Donald Trump is, in truth, a candidate with very little to say about the Muslim world -- and especially about the Middle East. And although his more controversial comments tend to make the headlines, when it comes to the Mideast, there isn't, as they say, much of a there there.

"Trump's initial positions (some of which he's walked back) are extreme and reckless," writes Mideast expert Aaron David Miller. "Yet at the same time, beneath the bravado, bluster, and bombast, Trump's views on a variety of other issues are actually quite cautious and pragmatic."

Indeed, while Trump's speech this week before the annual gathering of the American Israel Public Affairs Committee, or AIPAC, was full of bromides on the deficiencies of Palestinian culture and the dangers of Iranian hegemony, his intended policy proposals remained rather opaque. Though pledging in his speech before the pro-Israel crowd to dismantle the Iran nuclear deal, Trump has also stated that he would treat the deal sealed last year between Tehran and world powers like any other bad business contract, and grudgingly but strictly enforce it.

The Republican hopeful's rhetoric on the Israeli-Palestinian conflict has been equally inconsistent. Trump pledged neutrality on the matter as recently as December, even going so far as to question Israel's commitment to peace. This week, however, Trump insisted that he would not allow the United Nations to "impose" any kind of a deal on the Jewish state, adding that his own well-documented, and often cited, deal-making prowess would enable him to reach a long-elusive peace deal between the two parties.

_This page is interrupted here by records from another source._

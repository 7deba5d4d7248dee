//! In-memory agent log implementation.

use std::sync::RwLock;

use crate::repository::{AgentLog, AgentLogRecord, RepositoryError, Result};

/// In-memory agent log for testing and development.
///
/// Thread-safe but not persistent across process restarts.
#[derive(Default)]
pub struct MemoryAgentLog {
    records: RwLock<Vec<AgentLogRecord>>,
}

impl MemoryAgentLog {
    pub fn new() -> Self {
        Self::default()
    }

    /// Get all records (for testing/debugging).
    pub fn records(&self) -> Result<Vec<AgentLogRecord>> {
        let records = self
            .records
            .read()
            .map_err(|_| RepositoryError::LockPoisoned)?;

        Ok(records.clone())
    }

    pub fn len(&self) -> usize {
        self.records.read().map(|records| records.len()).unwrap_or(0)
    }

    pub fn is_empty(&self) -> bool {
        self.len() == 0
    }
}

impl AgentLog for MemoryAgentLog {
    fn append(&self, record: &AgentLogRecord) -> Result<()> {
        let mut records = self
            .records
            .write()
            .map_err(|_| RepositoryError::LockPoisoned)?;

        records.push(record.clone());
        Ok(())
    }
}
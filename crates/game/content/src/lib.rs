//! Data-driven content definitions and loaders.
//!
//! This crate houses static game content and provides loaders for RON/TOML data files:
//! - Ship layouts: rooms, corridors, vents, task catalogue (built-in or RON)
//! - Game configuration (TOML, or a named preset)
//!
//! Content is consumed by the runtime through [`game_core::MapOracle`] and never
//! appears in game state.

pub mod map;
mod skeld;

#[cfg(feature = "loaders")]
pub mod loaders;

pub use map::{MapData, MapDataError, StaticMap};

#[cfg(feature = "loaders")]
pub use loaders::{ConfigLoader, LoadResult, MapLoader};
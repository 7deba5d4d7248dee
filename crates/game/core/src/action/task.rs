use std::collections::BTreeSet;

use crate::action::{ActionError, ActionTransition};
use crate::env::{GameEnv, TaskId};
use crate::state::{EventKind, GameState, PlayerId};

/// One step of work on an assigned task.
///
/// Impostors go through the same motions without making progress; the event
/// they leave behind is indistinguishable for witnesses.
#[derive(Clone, Copy, Debug, PartialEq, Eq)]
#[cfg_attr(feature = "serde", derive(serde::Serialize, serde::Deserialize))]
pub struct TaskAction {
    pub actor: PlayerId,
    pub task: TaskId,
}

impl TaskAction {
    pub fn new(actor: PlayerId, task: TaskId) -> Self {
        Self { actor, task }
    }
}

impl ActionTransition for TaskAction {
    type Error = ActionError;

    fn actor(&self) -> PlayerId {
        self.actor
    }

    fn pre_validate(&self, state: &GameState, _env: &GameEnv<'_>) -> Result<(), Self::Error> {
        let player = state
            .player(self.actor)
            .ok_or(ActionError::PlayerNotFound(self.actor))?;
        let task = player
            .task(self.task)
            .ok_or(ActionError::TaskNotAssigned(self.task))?;
        if task.room != player.location {
            return Err(ActionError::WrongRoom {
                player: self.actor,
                expected: task.room.clone(),
                actual: player.location.clone(),
            });
        }
        if !player.is_impostor() && task.is_complete() {
            return Err(ActionError::TaskComplete(self.task));
        }
        Ok(())
    }

    fn apply(&self, state: &mut GameState, _env: &GameEnv<'_>) -> Result<(), Self::Error> {
        let player = state
            .player_mut(self.actor)
            .ok_or(ActionError::PlayerNotFound(self.actor))?;
        let fake = player.is_impostor();
        let room = player.location.clone();
        if !fake {
            let task = player
                .task_mut(self.task)
                .ok_or(ActionError::TaskNotAssigned(self.task))?;
            task.steps_left = task.steps_left.saturating_sub(1);
        }

        let mut witnesses: BTreeSet<PlayerId> = state.occupants(&room).into_iter().collect();
        witnesses.insert(self.actor);
        state.record(
            Some(self.actor),
            Some(room),
            EventKind::TaskWorked {
                task: self.task,
                fake,
            },
            witnesses,
        );
        Ok(())
    }
}

#[cfg(test)]
mod tests {
    use super::*;
    use crate::test_support::{env, game_with_impostors, id, place};

    #[test]
    fn crewmate_work_makes_progress() {
        let mut state = game_with_impostors(5, &[0]);
        let task = state.players[1].tasks[0].clone();
        place(&mut state, 1, task.room.as_str());

        let action = TaskAction::new(id(1), task.id);
        action.pre_validate(&state, &env()).unwrap();
        action.apply(&mut state, &env()).unwrap();

        assert_eq!(state.players[1].tasks[0].steps_left, task.steps_left - 1);
    }

    #[test]
    fn impostor_work_is_fake_but_looks_real() {
        let mut state = game_with_impostors(5, &[0]);
        let task = state.players[0].tasks[0].clone();
        place(&mut state, 0, task.room.as_str());
        place(&mut state, 2, task.room.as_str());

        TaskAction::new(id(0), task.id)
            .apply(&mut state, &env())
            .unwrap();

        assert_eq!(state.players[0].tasks[0].steps_left, task.steps_left);
        let event = state.events.last().unwrap();
        assert!(event.is_witnessed_by(id(2)));
        assert_eq!(
            event.describe(&state),
            format!("{} COMPLETE TASK - {}", state.players[0].name, task.name)
        );
    }
}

Trump's speech to AIPAC was typical of a presidential aspirant: heavy on histrionics and light on substance. In this sense, Donald Trump's policy proposals at this still-early stage in the 2016 presidential race are far from unique. His fluid thoughts on the Middle East, on the other hand, suggest he has little interest in a corner of the world that continues to play an important part in U.S. foreign policy and national security.

Trump often invokes the Middle East as a clever rhetorical device that allows him to pivot back to a message really intended for domestic consumption. The United States builds schools in Baghdad, Trump argues, but not in Brooklyn or Baltimore; Dubai can build a world-class airport, but Newark, NJ, cannot. Trump -- much like President Obama did in his recent interview with The Atlantic -- has regularly expressed dissatisfaction with America's traditional alliances in the Middle East, framing them, perhaps unsurprisingly, as bad deals.

"We spent billions of dollars on Saudi Arabia and they have nothing but money, and I say, ‘Why?'" Trump exclaimed during a Monday sit-down with the Washington Post editorial board.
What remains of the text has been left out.